Sultan Yohana by Sultan Yohana
October 29, 2005
in Humaniora
0
0
SHARES
2
VIEWS
Share on FacebookShare on Twitter

Perempuan itu tergolek kaku beku. Pada meja triplek melamin putih sepanjang tiga kali satu meter persegi. Namun tidak mati. Degup jantung dan tarikan nafasnya masih terdengar dari tempat duduk saya, sekitar tiga meter dari tempatnya berada.

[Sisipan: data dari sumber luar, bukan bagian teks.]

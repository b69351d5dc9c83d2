//! The leaf task variant: one algorithm instance wrapped as a unit of work.

use std::collections::HashMap;
use std::sync::atomic::{AtomicBool, AtomicU32, Ordering};
use std::sync::{Arc, Weak};
use std::time::Duration;

use async_trait::async_trait;
use parking_lot::Mutex;
use serde_json::Value;
use tokio_util::sync::CancellationToken;
use tracing::{error, info, instrument, warn};
use weir_workflow::AlgoInstance;

use crate::progress::{ComputationProgress, ComputationState};
use crate::task::{BranchValue, Delivery, Task, TaskId, TaskRef};

/// How a reduce consumer treats branches that will never deliver.
#[derive(Debug, Clone, Copy, PartialEq, Eq, Default)]
pub enum ReducePolicy {
  /// One failed or cancelled branch cancels the whole consumer.
  #[default]
  Strict,
  /// Aborted branches are recorded and the consumer aggregates the surviving
  /// branch values.
  Partial,
}

/// Everything a unit of work may fail with.
///
/// Both variants become `FinishedFailure` on the task; `InvalidInput` is
/// additionally reported on the user-facing channel, it is the user's
/// configuration that is wrong, not the engine.
#[derive(Debug, thiserror::Error)]
pub enum WorkError {
  #[error("invalid input: {0}")]
  InvalidInput(String),

  #[error("{0}")]
  Failed(String),
}

/// Snapshot of the values available to one execution of a unit of work.
#[derive(Debug, Clone, Default)]
pub struct WorkInputs {
  /// Directly connected inputs, by slot.
  pub inputs: HashMap<String, Value>,
  /// Values collected across fan-out branches, by slot, tagged with the
  /// originating branch.
  pub reduced: HashMap<String, Vec<BranchValue>>,
  /// Branches that aborted (cancelled or failed) per slot, visible to reduce
  /// consumers running under [`ReducePolicy::Partial`].
  pub aborted_branches: HashMap<String, u64>,
  /// Resolved parameter values of the algorithm instance.
  pub params: HashMap<String, Value>,
}

/// Context handed to a unit of work for one execution.
pub struct WorkContext {
  pub inputs: WorkInputs,
  /// The owning task's progress; the work may report done/total counters.
  pub progress: Arc<ComputationProgress>,
  /// Cooperative cancellation; the work should stop at its own safe points.
  pub cancel: CancellationToken,
}

/// The pluggable algorithm body. The engine never depends on what the work
/// computes, only on this contract: compute once, return the outputs by slot.
#[async_trait]
pub trait UnitOfWork: Send + Sync {
  async fn compute(&self, ctx: WorkContext) -> Result<HashMap<String, Value>, WorkError>;
}

/// A unit of work that publishes fixed outputs, optionally after a delay.
/// Useful for bookkeeping tasks and tests.
pub struct ConstWork {
  outputs: HashMap<String, Value>,
  delay: Option<Duration>,
}

impl ConstWork {
  pub fn new(outputs: HashMap<String, Value>) -> Self {
    Self {
      outputs,
      delay: None,
    }
  }

  pub fn single(slot: impl Into<String>, value: Value) -> Self {
    Self::new(HashMap::from([(slot.into(), value)]))
  }

  pub fn with_delay(mut self, delay: Duration) -> Self {
    self.delay = Some(delay);
    self
  }
}

#[async_trait]
impl UnitOfWork for ConstWork {
  async fn compute(&self, _ctx: WorkContext) -> Result<HashMap<String, Value>, WorkError> {
    if let Some(delay) = self.delay {
      tokio::time::sleep(delay).await;
    }
    Ok(self.outputs.clone())
  }
}

struct AlgoTaskState {
  inputs: HashMap<String, Value>,
  reduced: HashMap<String, Vec<BranchValue>>,
  aborted_branches: HashMap<String, u64>,
  outputs: Option<HashMap<String, Value>>,
  cancel: CancellationToken,
}

/// The leaf task: wraps one algorithm instance (or none, for infrastructure
/// tasks), buffers the inputs delivered by connections, runs the unit of work
/// once, and publishes its outputs for downstream connections to read.
pub struct AlgoTask {
  id: TaskId,
  name: String,
  instance: Option<Arc<AlgoInstance>>,
  progress: Arc<ComputationProgress>,
  work: Arc<dyn UnitOfWork>,
  timeout: Option<Duration>,
  costless: bool,
  reduce_policy: ReducePolicy,
  rank: AtomicU32,
  ran: AtomicBool,
  parent: Mutex<Option<Weak<dyn Task>>>,
  prerequisites: Mutex<Vec<TaskRef>>,
  state: Mutex<AlgoTaskState>,
}

impl AlgoTask {
  pub fn new(name: impl Into<String>, work: Arc<dyn UnitOfWork>) -> Self {
    let id = TaskId::new();
    let name = name.into();
    Self {
      id,
      progress: ComputationProgress::new(id, name.clone()),
      name,
      instance: None,
      work,
      timeout: None,
      costless: false,
      reduce_policy: ReducePolicy::default(),
      rank: AtomicU32::new(0),
      ran: AtomicBool::new(false),
      parent: Mutex::new(None),
      prerequisites: Mutex::new(Vec::new()),
      state: Mutex::new(AlgoTaskState {
        inputs: HashMap::new(),
        reduced: HashMap::new(),
        aborted_branches: HashMap::new(),
        outputs: None,
        cancel: CancellationToken::new(),
      }),
    }
  }

  /// Create a task for a workflow instance; name and timeout come from the
  /// instance.
  pub fn for_instance(instance: Arc<AlgoInstance>, work: Arc<dyn UnitOfWork>) -> Self {
    let mut task = Self::new(instance.name.clone(), work);
    task.timeout = instance.timeout_ms.map(Duration::from_millis);
    task.instance = Some(instance);
    task
  }

  pub fn with_timeout(mut self, timeout: Duration) -> Self {
    self.timeout = Some(timeout);
    self
  }

  pub fn with_costless(mut self) -> Self {
    self.costless = true;
    self
  }

  pub fn with_reduce_policy(mut self, policy: ReducePolicy) -> Self {
    self.reduce_policy = policy;
    self
  }

  pub fn instance(&self) -> Option<&Arc<AlgoInstance>> {
    self.instance.as_ref()
  }

  fn snapshot_inputs(&self) -> WorkInputs {
    let state = self.state.lock();
    WorkInputs {
      inputs: state.inputs.clone(),
      reduced: state.reduced.clone(),
      aborted_branches: state.aborted_branches.clone(),
      params: self
        .instance
        .as_ref()
        .map(|i| i.params.clone())
        .unwrap_or_default(),
    }
  }
}

#[async_trait]
impl Task for AlgoTask {
  fn id(&self) -> TaskId {
    self.id
  }

  fn name(&self) -> &str {
    &self.name
  }

  fn progress(&self) -> &Arc<ComputationProgress> {
    &self.progress
  }

  fn prerequisites(&self) -> Vec<TaskRef> {
    self.prerequisites.lock().clone()
  }

  fn add_prerequisite(&self, task: TaskRef) {
    let mut prerequisites = self.prerequisites.lock();
    if !prerequisites.iter().any(|t| t.id() == task.id()) {
      prerequisites.push(task);
    }
  }

  #[instrument(name = "task_run", skip(self), fields(task_id = %self.id, task = %self.name))]
  async fn run(&self) {
    if self.ran.swap(true, Ordering::SeqCst) {
      warn!("task was already run; ignoring");
      return;
    }
    if self.progress.is_finished() {
      // Cancelled before dispatch.
      return;
    }

    let cancel = self.state.lock().cancel.clone();
    if cancel.is_cancelled() {
      self.progress.set_state(ComputationState::FinishedCancel);
      return;
    }

    self.progress.set_state(ComputationState::Started);
    info!("task started");

    let ctx = WorkContext {
      inputs: self.snapshot_inputs(),
      progress: self.progress.clone(),
      cancel: cancel.clone(),
    };

    let outcome = tokio::select! {
      _ = cancel.cancelled() => None,
      result = self.work.compute(ctx) => Some(result),
    };

    match outcome {
      None => {
        info!("task cancelled");
        self.progress.set_state(ComputationState::FinishedCancel);
      }
      Some(Ok(outputs)) => {
        // Publish before the terminal transition so connection listeners can
        // read the result the moment they observe FinishedOk.
        self.state.lock().outputs = Some(outputs);
        info!("task completed");
        self.progress.set_state(ComputationState::FinishedOk);
      }
      Some(Err(WorkError::InvalidInput(message))) => {
        warn!(error = %message, "task rejected its input");
        self.progress.record_failure(message);
      }
      Some(Err(WorkError::Failed(message))) => {
        error!(error = %message, "task failed");
        self.progress.record_failure(message);
      }
    }
  }

  fn kill(&self) {
    self.state.lock().cancel.cancel();
    if self.progress.state() == ComputationState::Created {
      self.progress.set_state(ComputationState::FinishedCancel);
    }
  }

  fn cancel(&self) {
    if self.progress.is_finished() {
      return;
    }
    self.state.lock().cancel.cancel();
    if self.progress.state() == ComputationState::Created {
      self.progress.set_state(ComputationState::FinishedCancel);
    }
  }

  fn is_costless(&self) -> bool {
    self.costless
  }

  fn timeout(&self) -> Option<Duration> {
    self.timeout
  }

  fn reset(&self) {
    let mut state = self.state.lock();
    state.inputs.clear();
    state.reduced.clear();
    state.aborted_branches.clear();
    state.outputs = None;
    state.cancel = CancellationToken::new();
    drop(state);
    self.ran.store(false, Ordering::SeqCst);
    self.progress.reset();
  }

  fn parent(&self) -> Option<TaskRef> {
    self.parent.lock().as_ref().and_then(|w| w.upgrade())
  }

  fn set_parent(&self, parent: Weak<dyn Task>) {
    *self.parent.lock() = Some(parent);
  }

  fn rank(&self) -> u32 {
    self.rank.load(Ordering::SeqCst)
  }

  fn raise_rank(&self, rank: u32) -> bool {
    self.rank.fetch_max(rank, Ordering::SeqCst) < rank
  }

  fn receive_input(&self, delivery: Delivery, slot: &str, value: Value) {
    let mut state = self.state.lock();
    match delivery {
      Delivery::Direct => {
        state.inputs.insert(slot.to_string(), value);
      }
      Delivery::Branch(branch) => {
        state
          .reduced
          .entry(slot.to_string())
          .or_default()
          .push(BranchValue { branch, value });
      }
    }
  }

  fn branch_aborted(&self, branch: Option<TaskId>, slot: &str) {
    match self.reduce_policy {
      ReducePolicy::Strict => {
        info!(
          task = %self.name,
          slot,
          "branch aborted; strict reduce policy cancels the consumer"
        );
        self.cancel();
      }
      ReducePolicy::Partial => {
        let mut state = self.state.lock();
        *state.aborted_branches.entry(slot.to_string()).or_default() += 1;
        drop(state);
        info!(
          task = %self.name,
          slot,
          branch = ?branch,
          "branch aborted; partial reduce policy keeps the surviving branches"
        );
      }
    }
  }

  fn result(&self, slot: &str) -> Option<Value> {
    self
      .state
      .lock()
      .outputs
      .as_ref()
      .and_then(|outputs| outputs.get(slot).cloned())
  }

  fn clean(&self) {
    let mut state = self.state.lock();
    state.inputs.clear();
    state.reduced.clear();
    state.outputs = None;
  }
}

#[cfg(test)]
mod tests {
  use serde_json::json;

  use super::*;

  struct FailingWork;

  #[async_trait]
  impl UnitOfWork for FailingWork {
    async fn compute(&self, _ctx: WorkContext) -> Result<HashMap<String, Value>, WorkError> {
      Err(WorkError::Failed("boom".to_string()))
    }
  }

  fn const_task(name: &str) -> AlgoTask {
    AlgoTask::new(name, Arc::new(ConstWork::single("out", json!(42))))
  }

  #[tokio::test]
  async fn run_publishes_outputs_then_finishes_ok() {
    let task = const_task("t");
    task.run().await;

    assert_eq!(task.progress().state(), ComputationState::FinishedOk);
    assert_eq!(task.result("out"), Some(json!(42)));
    assert_eq!(task.result("missing"), None);
  }

  #[tokio::test]
  async fn run_is_one_shot() {
    let task = const_task("t");
    task.run().await;
    task.clean();
    task.run().await;

    // Second run is ignored; outputs stay cleaned.
    assert_eq!(task.result("out"), None);
  }

  #[tokio::test]
  async fn failure_records_message() {
    let task = AlgoTask::new("t", Arc::new(FailingWork));
    task.run().await;

    assert_eq!(task.progress().state(), ComputationState::FinishedFailure);
    assert_eq!(task.progress().failure().as_deref(), Some("boom"));
  }

  #[tokio::test]
  async fn cancel_before_start_is_terminal() {
    let task = const_task("t");
    task.cancel();

    assert_eq!(task.progress().state(), ComputationState::FinishedCancel);

    // Running afterwards does not resurrect it.
    task.run().await;
    assert_eq!(task.progress().state(), ComputationState::FinishedCancel);
  }

  #[tokio::test]
  async fn cancel_leaves_finished_work_alone() {
    let task = const_task("t");
    task.run().await;
    task.cancel();

    assert_eq!(task.progress().state(), ComputationState::FinishedOk);
  }

  #[tokio::test]
  async fn running_task_observes_cancellation() {
    let work = ConstWork::single("out", json!(1)).with_delay(Duration::from_secs(30));
    let task = Arc::new(AlgoTask::new("slow", Arc::new(work)));

    let run = {
      let task = task.clone();
      tokio::spawn(async move { task.run().await })
    };
    tokio::time::sleep(Duration::from_millis(20)).await;
    task.cancel();
    run.await.unwrap();

    assert_eq!(task.progress().state(), ComputationState::FinishedCancel);
  }

  #[tokio::test]
  async fn strict_reduce_policy_cancels_on_branch_abort() {
    let task = const_task("reduce");
    task.branch_aborted(Some(TaskId::new()), "collected");

    assert_eq!(task.progress().state(), ComputationState::FinishedCancel);
  }

  #[tokio::test]
  async fn partial_reduce_policy_keeps_surviving_branches() {
    let task = const_task("reduce").with_reduce_policy(ReducePolicy::Partial);
    let branch = TaskId::new();
    task.receive_input(Delivery::Branch(Some(branch)), "collected", json!(7));
    task.branch_aborted(Some(TaskId::new()), "collected");

    let inputs = task.snapshot_inputs();
    assert_eq!(inputs.reduced["collected"].len(), 1);
    assert_eq!(inputs.aborted_branches["collected"], 1);
    assert!(!task.progress().is_finished());
  }

  #[tokio::test]
  async fn reset_makes_the_task_runnable_again() {
    let task = const_task("t");
    task.run().await;
    assert_eq!(task.progress().state(), ComputationState::FinishedOk);

    task.reset();
    assert_eq!(task.progress().state(), ComputationState::Created);
    assert_eq!(task.result("out"), None);

    task.run().await;
    assert_eq!(task.progress().state(), ComputationState::FinishedOk);
    assert_eq!(task.result("out"), Some(json!(42)));
  }

  #[test]
  fn prerequisites_deduplicate() {
    let task = const_task("t");
    let other: TaskRef = Arc::new(const_task("other"));
    task.add_prerequisite(other.clone());
    task.add_prerequisite(other);

    assert_eq!(task.prerequisites().len(), 1);
  }
}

Botol besar bir, gelas yang menyisakan sedikit busa, dan serakan kwaci yang sulit dipisahkan lagi, mana yang berisi mana tinggal kulitnya saja, terhampar di sisi kiri tubuh perempuan itu. Seorang lelaki muda, bukan pacar atau kenalan, bukan teman maupun kawan, duduk tepekur, sebangku dengannya. Merokok dan menatap kosong layar televisi yang saya yakin, sama sekali tidak ia nikmati. Dia, lelaki itu, tampaknya tak perduli apa-apa.

Ramadan, malam ke 21.

Tubuh perempuan itu tergolek kaku beku. Namun tidak mati. Sesekali geliatnya hadir. Sisa-sisa eksistensi. Namun, sepertinya ia tak bisa apa-apa selain tergolek kaku membeku. Di antara dentuman house music dari sound system murahan sebuah arena hiburan jalanan. Di sudut Nagoya yang diguyur hujan semalaman.

Perempuan itu, tubuh muda yang sia-sia. Yang kemolekannya hanya untuk dimakan malam. Ramadan, sebuah yang suci, tak mampu berbuat apa-apa untuk menghentikan penderitaannya.

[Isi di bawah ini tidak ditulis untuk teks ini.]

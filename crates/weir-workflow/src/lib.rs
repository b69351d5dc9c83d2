//! Weir Workflow
//!
//! This crate provides the compiled workflow representation consumed by the
//! weir execution engine. A compiled workflow is a validated graph of
//! algorithm instances and typed connections, ready to be turned into
//! execution tasks.
//!
//! Key properties:
//! - Instance and slot references are validated (no dangling connections)
//! - Container membership is resolved and acyclic
//! - Direct connections never cross a container boundary; iteration-to-reduce
//!   connections are the one sanctioned crossing (container child to an
//!   outside reduce consumer)

mod connection;
mod error;
mod instance;
mod workflow;

pub use connection::{Connection, ConnectionKind};
pub use error::WorkflowError;
pub use instance::AlgoInstance;
pub use workflow::Workflow;
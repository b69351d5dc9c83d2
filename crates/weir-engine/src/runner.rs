//! The task runner: bounded dispatch over a compiled execution graph.
//!
//! The runner owns an mpsc mailbox. Worker completions and late task
//! submissions (children created by an already-running container) arrive as
//! messages; every wakeup re-scans the known tasks and dispatches whatever
//! became ready. A periodic watchdog forces tasks past their timeout into
//! `FinishedFailure`.

use std::collections::HashSet;
use std::sync::Arc;
use std::time::Duration;

use tokio::sync::mpsc;
use tokio::time::{interval, Instant, MissedTickBehavior};
use tokio_util::sync::CancellationToken;
use tracing::{debug, error, info, instrument, warn};
use uuid::Uuid;
use weir_exec::{
  panic_message, ComputationState, ExecutionEntities, TaskId, TaskRef, TaskSink,
};

use crate::events::{ExecutionEvent, ExecutionNotifier, NoopNotifier};

/// Configuration for the task runner.
#[derive(Debug, Clone)]
pub struct RunnerConfig {
  /// Maximum number of concurrently running non-costless tasks.
  pub worker_limit: usize,
  /// How often the watchdog scans for timed-out tasks.
  pub watchdog_interval: Duration,
}

impl Default for RunnerConfig {
  fn default() -> Self {
    Self {
      worker_limit: 4,
      watchdog_interval: Duration::from_millis(100),
    }
  }
}

enum RunnerMessage {
  /// A task became known after the run started.
  Submit(TaskRef),
  /// A finished task was cleaned out of its container.
  Withdraw(TaskRef),
  /// A worker finished (in any terminal state, or panicked).
  Done(TaskId),
}

/// The sink handed to containers so children added mid-run reach the mailbox.
struct SubmitHandle {
  sender: mpsc::UnboundedSender<RunnerMessage>,
}

impl TaskSink for SubmitHandle {
  fn submit(&self, task: TaskRef) {
    // The runner may already be gone; the task then simply never runs.
    let _ = self.sender.send(RunnerMessage::Submit(task));
  }

  fn withdraw(&self, task: TaskRef) {
    let _ = self.sender.send(RunnerMessage::Withdraw(task));
  }
}

/// Drives a task graph to completion.
pub struct TaskRunner {
  config: RunnerConfig,
  execution_id: String,
  notifier: Arc<dyn ExecutionNotifier>,
}

impl TaskRunner {
  pub fn new(config: RunnerConfig) -> Self {
    Self {
      config,
      execution_id: Uuid::new_v4().to_string(),
      notifier: Arc::new(NoopNotifier),
    }
  }

  /// Report task membership and lifecycle to `notifier` under the given
  /// execution id instead of the generated one.
  pub fn with_notifier(
    mut self,
    execution_id: impl Into<String>,
    notifier: Arc<dyn ExecutionNotifier>,
  ) -> Self {
    self.execution_id = execution_id.into();
    self.notifier = notifier;
    self
  }

  /// Run `root` and everything reachable from it until the root reaches a
  /// terminal state. Cancelling the token cancels the whole graph; the runner
  /// still waits for the graph to settle before returning.
  #[instrument(name = "runner_drive", skip(self, root, cancel), fields(root = root.name()))]
  pub async fn drive(&self, root: TaskRef, cancel: CancellationToken) {
    let (sender, mut receiver) = mpsc::unbounded_channel();
    let sink: Arc<dyn TaskSink> = Arc::new(SubmitHandle {
      sender: sender.clone(),
    });

    let mut known: Vec<TaskRef> = Vec::new();
    let mut known_ids: HashSet<TaskId> = HashSet::new();
    let mut dispatched: HashSet<TaskId> = HashSet::new();
    let mut running = 0usize;
    let mut cancel_requested = false;

    self.register(root.clone(), &sink, &mut known, &mut known_ids);
    info!(tasks = known.len(), "runner starting");

    let mut watchdog = interval(self.config.watchdog_interval);
    watchdog.set_missed_tick_behavior(MissedTickBehavior::Delay);

    loop {
      self
        .schedule(&known, &mut dispatched, &mut running, &sender)
        .await;

      if root.progress().is_finished() {
        break;
      }

      tokio::select! {
        message = receiver.recv() => match message {
          Some(RunnerMessage::Submit(task)) => {
            self.register(task, &sink, &mut known, &mut known_ids);
          }
          Some(RunnerMessage::Withdraw(task)) => {
            if known_ids.remove(&task.id()) {
              known.retain(|t| t.id() != task.id());
              debug!(task = task.name(), "task withdrawn");
              self.notifier.notify(ExecutionEvent::TaskRemoved {
                execution_id: self.execution_id.clone(),
                task: task.name().to_string(),
              });
            }
          }
          Some(RunnerMessage::Done(task_id)) => {
            running -= 1;
            debug!(%task_id, running, "worker finished");
          }
          // Unreachable while we hold a sender.
          None => break,
        },
        _ = watchdog.tick() => {
          self.patrol(&known);
        }
        _ = cancel.cancelled(), if !cancel_requested => {
          cancel_requested = true;
          warn!("cancellation requested; cancelling the task graph");
          root.cancel();
        }
      }
    }

    info!(state = ?root.progress().state(), "runner finished");
  }

  /// Dispatch every ready task, repeating until a pass dispatches nothing.
  /// Costless tasks run inline and may unblock successors within the same
  /// call, hence the fixpoint loop.
  async fn schedule(
    &self,
    known: &[TaskRef],
    dispatched: &mut HashSet<TaskId>,
    running: &mut usize,
    sender: &mpsc::UnboundedSender<RunnerMessage>,
  ) {
    loop {
      let mut ready: Vec<&TaskRef> = Vec::new();
      for task in known {
        if dispatched.contains(&task.id()) || task.progress().is_finished() {
          continue;
        }

        let prerequisites = task.prerequisites();
        let blocked = prerequisites.iter().any(|p| {
          p.progress().is_finished() && p.progress().state() != ComputationState::FinishedOk
        });
        if blocked {
          // A prerequisite can never deliver; the task will never become
          // ready. Connections usually cancelled it already, this covers
          // prerequisite edges without a connection.
          info!(task = task.name(), "prerequisite did not finish ok; cancelling");
          task.cancel();
          continue;
        }

        // `is_settled` and not just the terminal state: the prerequisite's
        // outputs are delivered from inside its listener pass, and a task
        // dispatched before that pass ended would snapshot empty inputs.
        let runnable = prerequisites.iter().all(|p| {
          p.progress().state() == ComputationState::FinishedOk && p.progress().is_settled()
        });
        if runnable {
          ready.push(task);
        }
      }
      ready.sort_by_key(|t| t.rank());

      let mut progressed = false;
      for task in ready {
        if task.is_costless() {
          dispatched.insert(task.id());
          debug!(task = task.name(), rank = task.rank(), "running inline");
          run_contained(task).await;
          progressed = true;
        } else if *running < self.config.worker_limit {
          dispatched.insert(task.id());
          *running += 1;
          debug!(
            task = task.name(),
            rank = task.rank(),
            running = *running,
            "dispatching to worker"
          );
          spawn_worker(task.clone(), sender.clone());
          progressed = true;
        }
      }

      if !progressed {
        return;
      }
    }
  }

  fn register(
    &self,
    task: TaskRef,
    sink: &Arc<dyn TaskSink>,
    known: &mut Vec<TaskRef>,
    known_ids: &mut HashSet<TaskId>,
  ) {
    let mut entities = ExecutionEntities::default();
    task.collect_entities(&mut entities);

    for task in std::iter::once(task).chain(entities.tasks) {
      if !known_ids.insert(task.id()) {
        continue;
      }
      if let Some(container) = task.as_container() {
        container.attach_sink(sink.clone());
      }
      debug!(task = task.name(), "task registered");
      self.notifier.notify(ExecutionEvent::TaskAdded {
        execution_id: self.execution_id.clone(),
        task: task.name().to_string(),
      });
      known.push(task);
    }
  }

  /// Force tasks past their timeout into `FinishedFailure` and kill them.
  fn patrol(&self, known: &[TaskRef]) {
    let now = Instant::now().into_std();
    for task in known {
      if task.progress().is_finished() {
        continue;
      }
      let Some(timeout) = task.timeout() else {
        continue;
      };
      let Some(started) = task.progress().started_at() else {
        continue;
      };
      if now.duration_since(started) > timeout {
        warn!(
          task = task.name(),
          ?timeout,
          "task exceeded its timeout; killing it"
        );
        task
          .progress()
          .record_failure(format!("timed out after {timeout:?}"));
        task.kill();
      }
    }
  }
}

/// Run the task, converting a panic in its unit of work into
/// `FinishedFailure` at the dispatch boundary. Both the inline path and the
/// workers route through this, so one exploding task never takes the runner
/// down.
async fn run_contained(task: &TaskRef) {
  let run = tokio::spawn({
    let task = task.clone();
    async move { task.run().await }
  });
  if let Err(join_error) = run.await {
    if join_error.is_panic() {
      let message = panic_message(join_error.into_panic().as_ref());
      error!(
        task = task.name(),
        panic = %message,
        "task panicked; forcing failure"
      );
      task.progress().record_failure(format!("panicked: {message}"));
    }
  }
}

fn spawn_worker(task: TaskRef, sender: mpsc::UnboundedSender<RunnerMessage>) {
  tokio::spawn(async move {
    run_contained(&task).await;
    let _ = sender.send(RunnerMessage::Done(task.id()));
  });
}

Sebelum tergolek kaku membeku, perempuan itu sempat berbagi cerita pada saya. Yang selanjutnya saya bagikan kepada Anda semua. Tentu saja disertai dengan gerakan, gemulaian, dan tarian menggelinjang. Ia merayu saya. Sebentuk servis ekstra yang maaf, saya tidak bisa melakukannya untuk Anda.

”Di kampung, Ramadan setua ini, biasanya aku sudah khatam tiga-empat kali Al Qalam,” Dia menyeringai. Menyodorkan gelas berisi bir ke mulutnya. Dan, ditenggaknya sekaligus bersama busa-busa sekalian. ”Dulu, Ramadan yang ganjil seperti sekarang ini, yang ada di kepala kami hanyalah malam Lailatul Qadar. Tidak yang lain.”

Dia menghentikan sejenak ceritanya. Disambarnya rokok putih saya, diambilnya sebatang, dan sebelum sempat ia meminta menyulutkan api, saya sudah melakukannya.

“Bagaimana dengan puasamu?” Dia bertanya.
“Saya akan melakukannya jika sudah enggan berprasangka lagi!” Dia terlihat biasa dengan jawaban saya.
“Masih menulis cerita-ceritamu?” Saya tak bisa menebak, kenapa dia berbelok tema, membicarakan adalahcerita.
“Saya akan menghentikannya jika saya sudah bisa berpuasa.”

Jawaban terakhir saya, ternyata membuat dia terguncang oleh tawa. Kencang dan menggetarkan. Mengalahkan ingar-bingar dentuman house music dari sound system murahan sebuah arena hiburan jalanan. Gigi-giginya yang putih dan tertata rapi, mengundang birahi. Saya jatuh cinta pada bau nafasnya.

Perempuan itu, kemudian, bangkit dari samping duduk saya. Menyambar microphon dari tangan seorang lelaki pengunjung lain, dan sedetik kemudian sudah berdansa cha-cha-cha di tengah arena. Sambil mendendangkan lagu paling sedih sedunia.

Ramadan malam ke-21 semakin larut. Silih berganti pengunjung datang dan keluar. Silih berganti pula tubuh perempuan itu terpaksa larut dalam dendangan. Menghentak, menanjak, lembut penuh belaian, atau terkadang tiba-tiba penuh ingar-bingar umpatan. Nafasnya tersengal-sengal ketika duduk kembali di sebelah saya.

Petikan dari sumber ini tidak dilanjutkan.